● Exercise description
Return every line of the data below that includes the string "impl".

● Working data
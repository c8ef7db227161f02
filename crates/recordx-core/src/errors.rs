use recordx_core_types::{AssertionId, TraceId};
use thiserror::Error;

/// Result type alias using the structured error
pub type Result<T> = std::result::Result<T, ExError>;

// ========== Error Facility ==========

/// Canonical error kind taxonomy
///
/// Every error the harness returns is a *configuration* error: a misuse of
/// the harness or a broken collaborator. Behaviour violations of the system
/// under test are never errors; they come back as a failed `Verdict`.
#[derive(Debug, Clone, Copy, PartialEq, Eq)]
pub enum ExErrorKind {
    // Setup / validation
    InvalidInput,
    DuplicateAttribute,
    UnknownAttribute,
    MissingAttribute,
    MissingAction,

    // Persistence collaborator
    NotFound,
    Persistence,
    Serialization,
    Io,

    // Configuration loading
    Config,

    // Internal
    Internal,
}

impl ExErrorKind {
    /// Get the stable error code for this kind
    pub fn code(&self) -> &'static str {
        match self {
            ExErrorKind::InvalidInput => "ERR_INVALID_INPUT",
            ExErrorKind::DuplicateAttribute => "ERR_DUPLICATE_ATTRIBUTE",
            ExErrorKind::UnknownAttribute => "ERR_UNKNOWN_ATTRIBUTE",
            ExErrorKind::MissingAttribute => "ERR_MISSING_ATTRIBUTE",
            ExErrorKind::MissingAction => "ERR_MISSING_ACTION",
            ExErrorKind::NotFound => "ERR_NOT_FOUND",
            ExErrorKind::Persistence => "ERR_PERSISTENCE",
            ExErrorKind::Serialization => "ERR_SERIALIZATION",
            ExErrorKind::Io => "ERR_IO",
            ExErrorKind::Config => "ERR_CONFIG",
            ExErrorKind::Internal => "ERR_INTERNAL",
        }
    }

    /// True for kinds caused by how the harness was set up, as opposed to
    /// a failing collaborator
    pub fn is_misuse(&self) -> bool {
        matches!(
            self,
            ExErrorKind::InvalidInput
                | ExErrorKind::DuplicateAttribute
                | ExErrorKind::UnknownAttribute
                | ExErrorKind::MissingAttribute
                | ExErrorKind::MissingAction
                | ExErrorKind::Config
        )
    }
}

/// Canonical structured error type
///
/// Carries a stable kind plus optional context (operation, entity,
/// attribute, correlation ids) for programmatic handling in host tests.
#[derive(Debug, Clone)]
pub struct ExError {
    kind: ExErrorKind,
    op: Option<String>,
    entity_type: Option<String>,
    entity_id: Option<String>,
    attribute: Option<String>,
    assertion_id: Option<AssertionId>,
    trace_id: Option<TraceId>,
    message: String,
}

impl ExError {
    /// Create a new error with the specified kind
    pub fn new(kind: ExErrorKind) -> Self {
        Self {
            kind,
            op: None,
            entity_type: None,
            entity_id: None,
            attribute: None,
            assertion_id: None,
            trace_id: None,
            message: String::new(),
        }
    }

    /// Add operation context
    pub fn with_op(mut self, op: impl Into<String>) -> Self {
        self.op = Some(op.into());
        self
    }

    /// Add entity type context
    pub fn with_entity_type(mut self, entity_type: impl Into<String>) -> Self {
        self.entity_type = Some(entity_type.into());
        self
    }

    /// Add entity ID context
    pub fn with_entity_id(mut self, id: impl Into<String>) -> Self {
        self.entity_id = Some(id.into());
        self
    }

    /// Add attribute name context
    pub fn with_attribute(mut self, attribute: impl Into<String>) -> Self {
        self.attribute = Some(attribute.into());
        self
    }

    /// Add assertion ID context
    pub fn with_assertion_id(mut self, assertion_id: AssertionId) -> Self {
        self.assertion_id = Some(assertion_id);
        self
    }

    /// Add trace ID context
    pub fn with_trace_id(mut self, trace_id: TraceId) -> Self {
        self.trace_id = Some(trace_id);
        self
    }

    /// Add custom message
    pub fn with_message(mut self, message: impl Into<String>) -> Self {
        self.message = message.into();
        self
    }

    /// Get the error kind
    pub fn kind(&self) -> ExErrorKind {
        self.kind
    }

    /// Get the stable error code
    pub fn code(&self) -> &'static str {
        self.kind.code()
    }

    /// Get the operation context, if any
    pub fn op(&self) -> Option<&str> {
        self.op.as_deref()
    }

    /// Get the entity type context, if any
    pub fn entity_type(&self) -> Option<&str> {
        self.entity_type.as_deref()
    }

    /// Get the entity ID context, if any
    pub fn entity_id(&self) -> Option<&str> {
        self.entity_id.as_deref()
    }

    /// Get the attribute context, if any
    pub fn attribute(&self) -> Option<&str> {
        self.attribute.as_deref()
    }

    /// Get the assertion ID context, if any
    pub fn assertion_id(&self) -> Option<&AssertionId> {
        self.assertion_id.as_ref()
    }

    /// Get the trace ID context, if any
    pub fn trace_id(&self) -> Option<&TraceId> {
        self.trace_id.as_ref()
    }

    /// Get the error message
    pub fn message(&self) -> &str {
        &self.message
    }
}

impl std::fmt::Display for ExError {
    fn fmt(&self, f: &mut std::fmt::Formatter<'_>) -> std::fmt::Result {
        write!(f, "[{}]", self.code())?;
        if let Some(op) = &self.op {
            write!(f, " in operation '{}'", op)?;
        }
        if !self.message.is_empty() {
            write!(f, ": {}", self.message)?;
        }
        if let Some(entity_type) = &self.entity_type {
            write!(f, " (entity_type: {})", entity_type)?;
        }
        if let Some(entity_id) = &self.entity_id {
            write!(f, " (entity_id: {})", entity_id)?;
        }
        if let Some(attribute) = &self.attribute {
            write!(f, " (attribute: {})", attribute)?;
        }
        Ok(())
    }
}

impl std::error::Error for ExError {}

// ========== End Error Facility ==========

/// Domain errors raised while setting up or running an assertion
#[derive(Error, Debug, Clone, PartialEq)]
pub enum RecordXError {
    /// Attribute name is empty
    #[error("Attribute name must not be empty")]
    EmptyAttributeName,

    /// Same attribute listed twice in one expectation
    #[error("Attribute listed more than once: {attribute}")]
    DuplicateAttribute { attribute: String },

    /// The entity does not define the attribute
    #[error("{entity_type} does not define attribute {attribute}")]
    UnknownAttribute {
        entity_type: String,
        attribute: String,
    },

    /// A snapshot handed to the diff engine lacks an expected attribute
    #[error("Snapshot has no value for attribute {attribute}")]
    MissingSnapshotValue { attribute: String },

    /// No action block was supplied to a block matcher
    #[error("No action block supplied to {matcher}")]
    MissingAction { matcher: String },

    /// Entity could not be found while reloading
    #[error("{entity_type} with id = {entity_id} not found")]
    EntityNotFound {
        entity_type: String,
        entity_id: String,
    },

    /// Harness configuration could not be parsed
    #[error("Invalid harness configuration: {reason}")]
    InvalidConfig { reason: String },
}

impl From<RecordXError> for ExError {
    fn from(err: RecordXError) -> Self {
        let message = err.to_string();
        match err {
            RecordXError::EmptyAttributeName => {
                ExError::new(ExErrorKind::InvalidInput).with_message(message)
            }
            RecordXError::DuplicateAttribute { attribute } => {
                ExError::new(ExErrorKind::DuplicateAttribute)
                    .with_attribute(attribute)
                    .with_message(message)
            }
            RecordXError::UnknownAttribute {
                entity_type,
                attribute,
            } => ExError::new(ExErrorKind::UnknownAttribute)
                .with_entity_type(entity_type)
                .with_attribute(attribute)
                .with_message(message),
            RecordXError::MissingSnapshotValue { attribute } => {
                ExError::new(ExErrorKind::MissingAttribute)
                    .with_attribute(attribute)
                    .with_message(message)
            }
            RecordXError::MissingAction { matcher } => ExError::new(ExErrorKind::MissingAction)
                .with_op(matcher)
                .with_message(message),
            RecordXError::EntityNotFound {
                entity_type,
                entity_id,
            } => ExError::new(ExErrorKind::NotFound)
                .with_entity_type(entity_type)
                .with_entity_id(entity_id)
                .with_message(message),
            RecordXError::InvalidConfig { .. } => {
                ExError::new(ExErrorKind::Config).with_message(message)
            }
        }
    }
}

#[cfg(test)]
mod tests {
    use super::*;

    #[test]
    fn test_unknown_attribute_conversion() {
        let err = RecordXError::UnknownAttribute {
            entity_type: "User".to_string(),
            attribute: "nickname".to_string(),
        };

        let ex_err: ExError = err.into();

        assert_eq!(ex_err.kind(), ExErrorKind::UnknownAttribute);
        assert_eq!(ex_err.code(), "ERR_UNKNOWN_ATTRIBUTE");
        assert_eq!(ex_err.entity_type(), Some("User"));
        assert_eq!(ex_err.attribute(), Some("nickname"));
        assert!(ex_err.message().contains("does not define attribute"));
    }

    #[test]
    fn test_display_includes_code_op_and_context() {
        let ex_err = ExError::new(ExErrorKind::Persistence)
            .with_op("reload")
            .with_entity_id("7")
            .with_message("disk I/O error");

        let rendered = ex_err.to_string();
        assert!(rendered.starts_with("[ERR_PERSISTENCE] in operation 'reload'"));
        assert!(rendered.contains("disk I/O error"));
        assert!(rendered.contains("(entity_id: 7)"));
    }

    #[test]
    fn test_misuse_classification() {
        assert!(ExErrorKind::MissingAction.is_misuse());
        assert!(ExErrorKind::UnknownAttribute.is_misuse());
        assert!(!ExErrorKind::Persistence.is_misuse());
        assert!(!ExErrorKind::NotFound.is_misuse());
    }
}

● Response for this exercise
impl ExErrorKind {
impl ExError {
    pub fn with_op(mut self, op: impl Into<String>) -> Self {
    pub fn with_entity_type(mut self, entity_type: impl Into<String>) -> Self {
    pub fn with_entity_id(mut self, id: impl Into<String>) -> Self {
    pub fn with_attribute(mut self, attribute: impl Into<String>) -> Self {
    pub fn with_message(mut self, message: impl Into<String>) -> Self {
impl std::fmt::Display for ExError {
impl std::error::Error for ExError {}
impl From<RecordXError> for ExError {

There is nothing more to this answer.